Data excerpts
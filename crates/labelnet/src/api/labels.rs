use axum::extract::Query;
use axum::http::StatusCode;
use axum::routing::{get, post};
use axum::{Json, Router};
use labelnet_structs::{DEFAULT_LABEL_COLOR, Label, validate_label};
use serde::Deserialize;

use super::access::{owned_dataset, owned_label, visible_dataset};
use super::elements::ReorderBody;
use super::forms::parse_order;
use super::{ApiError, AppState, CurrentUser, MaybeUser};

#[derive(Debug, Deserialize)]
pub struct CreateLabelBody {
    dataset: i64,
    name: String,

    #[serde(default)]
    color: Option<String>,

    #[serde(default)]
    keybind: String,
}

#[derive(Debug, Deserialize)]
pub struct EditLabelBody {
    label: i64,
    name: String,
    color: String,

    #[serde(default)]
    keybind: String,
}

#[derive(Debug, Deserialize)]
pub struct DeleteLabelBody {
    label: i64,
}

#[derive(Debug, Deserialize)]
pub struct DatasetQuery {
    dataset: i64,
}

/// Appends a label to a dataset.
#[tracing::instrument(skip(user), fields(user_id = user.0.id))]
pub async fn create_label_handler(
    user: CurrentUser,
    Json(body): Json<CreateLabelBody>,
) -> Result<Json<Label>, ApiError> {
    let dataset = owned_dataset(body.dataset, &user.0).await?;

    let color = body
        .color
        .as_deref()
        .map(str::trim)
        .filter(|c| !c.is_empty())
        .unwrap_or(DEFAULT_LABEL_COLOR);
    validate_label(&body.name, color, &body.keybind)?;

    let label =
        database::label::insert_label(dataset.id, user.0.id, body.name.trim(), color, &body.keybind)
            .await?;
    Ok(Json(label))
}

#[tracing::instrument(skip(user))]
pub async fn dataset_labels_handler(
    user: MaybeUser,
    Query(query): Query<DatasetQuery>,
) -> Result<Json<Vec<Label>>, ApiError> {
    let dataset = visible_dataset(query.dataset, user.id()).await?;
    Ok(Json(database::label::list_dataset_labels(dataset.id).await?))
}

#[tracing::instrument(skip(user), fields(user_id = user.0.id))]
pub async fn edit_label_handler(
    user: CurrentUser,
    Json(body): Json<EditLabelBody>,
) -> Result<Json<Label>, ApiError> {
    let label = owned_label(body.label, &user.0).await?;
    validate_label(&body.name, body.color.trim(), &body.keybind)?;

    let label = database::label::update_label(
        label.id,
        body.name.trim(),
        body.color.trim(),
        &body.keybind,
    )
    .await?;
    Ok(Json(label))
}

/// Deletes a label. Its elements become unlabeled and its areas are removed.
#[tracing::instrument(skip(user), fields(user_id = user.0.id))]
pub async fn delete_label_handler(
    user: CurrentUser,
    Json(body): Json<DeleteLabelBody>,
) -> Result<StatusCode, ApiError> {
    let label = owned_label(body.label, &user.0).await?;
    database::label::delete_label(label.id).await?;
    Ok(StatusCode::OK)
}

#[tracing::instrument(skip(user), fields(user_id = user.0.id))]
pub async fn reorder_labels_handler(
    user: CurrentUser,
    Json(body): Json<ReorderBody>,
) -> Result<StatusCode, ApiError> {
    let dataset = owned_dataset(body.id, &user.0).await?;
    database::label::reorder_labels(dataset.id, &parse_order(&body.order)?).await?;
    Ok(StatusCode::OK)
}

pub fn router() -> Router<AppState> {
    Router::new()
        .route("/create-label/", post(create_label_handler))
        .route("/dataset-labels/", get(dataset_labels_handler))
        .route("/edit-label/", post(edit_label_handler))
        .route("/delete-label/", post(delete_label_handler))
        .route("/reorder-dataset-labels/", post(reorder_labels_handler))
}
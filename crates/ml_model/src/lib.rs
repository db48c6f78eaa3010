//! Neural networks built from user-defined layer lists.
//!
//! This crate uses the Burn deep learning framework to turn an ordered list of
//! layers into a network, train it on labeled samples, evaluate it, and store
//! it as a manifest plus weights.

mod dataset;
mod network;
mod persist;
mod shape;
mod training;

pub use dataset::{Sample, SampleBatch, SampleBatcher, SampleDataset, shuffle_indices, split_indices};
pub use network::{LayerSummary, Network, NetworkLayout, NetworkModule, build_network};
pub use persist::{ModelArtifact, ModelManifest};
pub use shape::{TensorShape, infer_shapes, resolve_input_shape};
pub use training::{Evaluation, History, TrainConfig, evaluate, fit};

use labelnet_structs::{LayerError, LayerType, SequenceWarning};

/// Backend used for training.
pub type TrainBackend = burn::backend::Autodiff<burn::backend::NdArray>;

/// Backend used for evaluation and inference.
pub type InferenceBackend = burn::backend::NdArray;

/// Errors raised while building, training or storing a network.
#[derive(Debug, thiserror::Error)]
pub enum NetworkError {
    #[error("the model has no layers")]
    Empty,

    #[error("{}", sequence_message(.0))]
    Sequence(Vec<SequenceWarning>),

    #[error("the first layer needs input dimensions")]
    MissingInputShape,

    #[error("layer {} ({}) {reason}", .position + 1, .layer_type.display_name())]
    Shape {
        position: usize,
        layer_type: LayerType,
        reason: String,
    },

    #[error("layer {} is invalid: {source}", .position + 1)]
    InvalidLayer {
        position: usize,
        #[source]
        source: LayerError,
    },

    #[error("the model outputs {output} but the dataset has {classes} labels")]
    OutputMismatch { classes: usize, output: TensorShape },

    #[error("samples hold {actual} values but the model expects {expected}")]
    InputMismatch { expected: usize, actual: usize },

    #[error("label index {label} is outside the {classes} classes")]
    LabelOutOfRange { label: usize, classes: usize },

    #[error("there are no labeled samples")]
    NoSamples,

    #[error("model file error: {0}")]
    Record(String),
}

fn sequence_message(warnings: &[SequenceWarning]) -> String {
    warnings.first().map_or_else(String::new, |w| {
        format!("layer {} ({}): {}", w.position + 1, w.layer_type.display_name(), w.message)
    })
}

#[cfg(test)]
mod tests {
    use labelnet_structs::validate_sequence;

    use super::*;

    #[test]
    fn test_sequence_error_reports_first_warning() {
        let warnings = validate_sequence(&[LayerType::Dense, LayerType::MaxPool2d]);
        let message = NetworkError::Sequence(warnings).to_string();
        assert!(message.starts_with("layer 2 (MaxPool2D):"), "{message}");
    }

    #[test]
    fn test_shape_error_is_one_based() {
        let error = NetworkError::Shape {
            position: 0,
            layer_type: LayerType::Flatten,
            reason: "expects image input".to_string(),
        };
        assert!(error.to_string().starts_with("layer 1 "));
    }
}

→ Problem statement
Your answer should be the lines of the records that include the word "output".

→ Solution for this task
    #[error("the model outputs {output} but the dataset has {classes} labels")]
    OutputMismatch { classes: usize, output: TensorShape },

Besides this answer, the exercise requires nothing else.